*** Opening of Data supplied ***
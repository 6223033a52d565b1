//! Cancellable, pausable single-shot timers on one shared clock.
//!
//! The registry never sleeps by itself. The owner asks for [`TimerRegistry::next_deadline`],
//! waits on it, then drains due entries with [`TimerRegistry::pop_due`]. Entries with equal
//! deadlines come out in scheduling order.

use serde::{Deserialize, Serialize};
use std::collections::BTreeMap;
use std::fmt;
use std::time::Duration;
use tokio::time::Instant;
use tracing::trace;

/// Unique, never reused identifier of one armed timer
#[derive(Debug, Clone, Copy, PartialEq, Eq, Hash, PartialOrd, Ord, Serialize, Deserialize)]
pub struct TimerHandle(u64);

impl TimerHandle {
	pub const fn get(self) -> u64 {
		self.0
	}
}

impl fmt::Display for TimerHandle {
	fn fmt(&self, f: &mut fmt::Formatter<'_>) -> fmt::Result {
		write!(f, "timer#{}", self.0)
	}
}

/// Diagnostic label of a timer
#[derive(Debug, Clone, Copy, PartialEq, Eq, Hash, Serialize, Deserialize)]
#[serde(rename_all = "snake_case")]
pub enum TimerKind {
	Message,
	Reaction,
	TypingStart,
	TypingEnd,
	Presence,
}

impl TimerKind {
	pub const fn as_str(self) -> &'static str {
		match self {
			Self::Message => "message",
			Self::Reaction => "reaction",
			Self::TypingStart => "typing-start",
			Self::TypingEnd => "typing-end",
			Self::Presence => "presence",
		}
	}
}

impl fmt::Display for TimerKind {
	fn fmt(&self, f: &mut fmt::Formatter<'_>) -> fmt::Result {
		f.write_str(self.as_str())
	}
}

/// Deadlines never land further out than this from the moment they are armed
pub const MAX_DELAY: Duration = Duration::from_secs(86_400 * 365 * 30);

/// Convert a delay in milliseconds to a [`Duration`]. Negative or non-finite delays clamp to
/// zero, delays too large for a `Duration` saturate.
pub fn clamp_delay(delay_ms: f64) -> Duration {
	if delay_ms.is_finite() && delay_ms > 0.0 {
		Duration::try_from_secs_f64(delay_ms / 1000.0).unwrap_or(Duration::MAX)
	} else {
		Duration::ZERO
	}
}

#[derive(Debug)]
struct LiveTimer<T> {
	handle: TimerHandle,
	callback: T,
	kind: TimerKind,
}

/// A timer captured by [`TimerRegistry::pause_all`], waiting to be re-armed
#[derive(Debug, Clone)]
pub struct PausedTimer<T> {
	/// Handle the timer had when it was paused
	pub handle: TimerHandle,
	pub remaining: Duration,
	pub callback: T,
	pub kind: TimerKind,
}

/// A timer removed from the live set because its deadline passed
#[derive(Debug, Clone)]
pub struct FiredTimer<T> {
	pub handle: TimerHandle,
	pub deadline: Instant,
	pub callback: T,
	pub kind: TimerKind,
}

#[derive(Debug)]
pub struct TimerRegistry<T> {
	// (deadline, seq) keeps equal deadlines in scheduling order
	live: BTreeMap<(Instant, u64), LiveTimer<T>>,
	paused: Vec<PausedTimer<T>>,
	next_seq: u64,
}

impl<T> TimerRegistry<T> {
	pub fn new() -> Self {
		Self {
			live: BTreeMap::new(),
			paused: Vec::new(),
			next_seq: 0,
		}
	}

	/// Arm a single-shot timer `delay_ms` from now
	pub fn schedule(&mut self, delay_ms: f64, callback: T, kind: TimerKind) -> TimerHandle {
		self.schedule_after(clamp_delay(delay_ms), callback, kind)
	}

	fn schedule_after(&mut self, delay: Duration, callback: T, kind: TimerKind) -> TimerHandle {
		let seq = self.next_seq;
		self.next_seq += 1;

		let handle = TimerHandle(seq);
		let now = Instant::now();
		let deadline = now.checked_add(delay.min(MAX_DELAY)).unwrap_or(now);
		trace!("Armed {} ({}) in {:?}", handle, kind, delay);

		self.live.insert((deadline, seq), LiveTimer { handle, callback, kind });
		handle
	}

	/// Earliest live deadline, if any
	pub fn next_deadline(&self) -> Option<Instant> {
		self.live.keys().next().map(|(deadline, _)| *deadline)
	}

	/// Remove and return the earliest entry whose deadline is at or before `now`
	pub fn pop_due(&mut self, now: Instant) -> Option<FiredTimer<T>> {
		let entry = self.live.first_entry()?;
		if entry.key().0 > now {
			return None;
		}

		let ((deadline, _), timer) = entry.remove_entry();
		Some(FiredTimer {
			handle: timer.handle,
			deadline,
			callback: timer.callback,
			kind: timer.kind,
		})
	}

	/// Move every live timer into the paused set, keeping its remaining delay.
	/// Returns the number of timers captured.
	pub fn pause_all(&mut self) -> usize {
		let now = Instant::now();
		let live = std::mem::take(&mut self.live);
		let captured = live.len();

		self.paused.extend(live.into_iter().map(|((deadline, _), timer)| PausedTimer {
			handle: timer.handle,
			remaining: deadline.saturating_duration_since(now),
			callback: timer.callback,
			kind: timer.kind,
		}));

		captured
	}

	/// Re-arm every paused timer with exactly its remaining delay.
	/// Returns the number of timers re-armed.
	pub fn resume_all(&mut self) -> usize {
		let paused = std::mem::take(&mut self.paused);
		let resumed = paused.len();

		for timer in paused {
			self.schedule_after(timer.remaining, timer.callback, timer.kind);
		}

		resumed
	}

	/// Drop every live and paused timer without firing it
	pub fn cancel_all(&mut self) {
		self.live.clear();
		self.paused.clear();
	}

	pub fn live_len(&self) -> usize {
		self.live.len()
	}

	pub fn paused_len(&self) -> usize {
		self.paused.len()
	}

	pub fn paused(&self) -> &[PausedTimer<T>] {
		&self.paused
	}

	/// Nothing live and nothing paused
	pub fn is_idle(&self) -> bool {
		self.live.is_empty() && self.paused.is_empty()
	}
}

impl<T> Default for TimerRegistry<T> {
	fn default() -> Self {
		Self::new()
	}
}

#[cfg(test)]
mod tests {
	use super::*;

	fn drain(registry: &mut TimerRegistry<&'static str>) -> Vec<&'static str> {
		let now = Instant::now();
		std::iter::from_fn(|| registry.pop_due(now).map(|fired| fired.callback)).collect()
	}

	#[test]
	fn bad_delays_clamp_to_zero() {
		assert_eq!(clamp_delay(-5.0), Duration::ZERO);
		assert_eq!(clamp_delay(f64::NAN), Duration::ZERO);
		assert_eq!(clamp_delay(f64::INFINITY), Duration::ZERO);
		assert_eq!(clamp_delay(1500.0), Duration::from_millis(1500));
		assert_eq!(clamp_delay(1e30), Duration::MAX);
	}

	#[tokio::test(start_paused = true)]
	async fn huge_delays_are_capped() {
		let mut registry = TimerRegistry::new();
		registry.schedule(1e23, "someday", TimerKind::Message);
		registry.schedule(0.0, "now", TimerKind::Message);

		assert_eq!(drain(&mut registry), vec!["now"]);
		assert_eq!(registry.next_deadline(), Some(Instant::now() + MAX_DELAY));

		registry.pause_all();
		assert_eq!(registry.paused()[0].remaining, MAX_DELAY);
		registry.resume_all();
		assert_eq!(registry.live_len(), 1);
	}

	#[tokio::test(start_paused = true)]
	async fn fires_in_deadline_order_with_fifo_ties() {
		let mut registry = TimerRegistry::new();
		registry.schedule(200.0, "late", TimerKind::Message);
		registry.schedule(100.0, "first", TimerKind::Message);
		registry.schedule(100.0, "second", TimerKind::Reaction);
		registry.schedule(-10.0, "now", TimerKind::Presence);

		assert_eq!(drain(&mut registry), vec!["now"]);

		tokio::time::advance(Duration::from_millis(100)).await;
		assert_eq!(drain(&mut registry), vec!["first", "second"]);

		tokio::time::advance(Duration::from_millis(100)).await;
		assert_eq!(drain(&mut registry), vec!["late"]);
		assert!(registry.is_idle());
	}

	#[tokio::test(start_paused = true)]
	async fn pause_keeps_remaining_delay() {
		let mut registry = TimerRegistry::new();
		let original = registry.schedule(5000.0, "message", TimerKind::Message);

		tokio::time::advance(Duration::from_millis(2000)).await;
		assert_eq!(registry.pause_all(), 1);
		assert_eq!(registry.live_len(), 0);
		assert_eq!(registry.next_deadline(), None);

		let paused = &registry.paused()[0];
		assert_eq!(paused.handle, original);
		assert_eq!(paused.remaining, Duration::from_millis(3000));
		assert_eq!(paused.kind, TimerKind::Message);

		// Time spent paused does not count
		tokio::time::advance(Duration::from_secs(60)).await;
		assert_eq!(registry.resume_all(), 1);
		assert_eq!(registry.paused_len(), 0);

		tokio::time::advance(Duration::from_millis(2999)).await;
		assert!(drain(&mut registry).is_empty());
		tokio::time::advance(Duration::from_millis(1)).await;
		assert_eq!(drain(&mut registry), vec!["message"]);
	}

	#[tokio::test(start_paused = true)]
	async fn overdue_timers_pause_with_zero_remaining() {
		let mut registry = TimerRegistry::new();
		registry.schedule(10.0, "due", TimerKind::TypingEnd);

		tokio::time::advance(Duration::from_millis(50)).await;
		registry.pause_all();
		assert_eq!(registry.paused()[0].remaining, Duration::ZERO);

		registry.resume_all();
		assert_eq!(drain(&mut registry), vec!["due"]);
	}

	#[tokio::test(start_paused = true)]
	async fn resume_issues_new_handles_in_order() {
		let mut registry = TimerRegistry::new();
		let a = registry.schedule(100.0, "a", TimerKind::Message);
		let b = registry.schedule(100.0, "b", TimerKind::Message);

		registry.pause_all();
		registry.resume_all();

		let now = Instant::now() + Duration::from_millis(100);
		let first = registry.pop_due(now).unwrap();
		let second = registry.pop_due(now).unwrap();

		assert_eq!((first.callback, second.callback), ("a", "b"));
		assert!(first.handle > b && second.handle > first.handle);
		assert_ne!(first.handle, a);
	}

	#[test]
	fn cancel_all_is_idempotent() {
		let mut registry = TimerRegistry::new();
		registry.cancel_all();

		registry.schedule(100.0, "live", TimerKind::Message);
		registry.schedule(200.0, "paused", TimerKind::Message);
		registry.pause_all();
		registry.schedule(100.0, "live", TimerKind::Message);

		registry.cancel_all();
		registry.cancel_all();
		assert!(registry.is_idle());
		assert_eq!(registry.live_len() + registry.paused_len(), 0);
	}
}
*** Close of Data supplied ***
*Your goal:* From the line that has "self.live.keys().next().map(|(deadline, _)| *deadline)" through the line that has "keeping its remaining delay.", copy every line exactly as it appears above, and leave out all others.

*Answer:*
		self.live.keys().next().map(|(deadline, _)| *deadline)
	}

	/// Remove and return the earliest entry whose deadline is at or before `now`
	pub fn pop_due(&mut self, now: Instant) -> Option<FiredTimer<T>> {
		let entry = self.live.first_entry()?;
		if entry.key().0 > now {
			return None;
		}

		let ((deadline, _), timer) = entry.remove_entry();
		Some(FiredTimer {
			handle: timer.handle,
			deadline,
			callback: timer.callback,
			kind: timer.kind,
		})
	}

	/// Move every live timer into the paused set, keeping its remaining delay.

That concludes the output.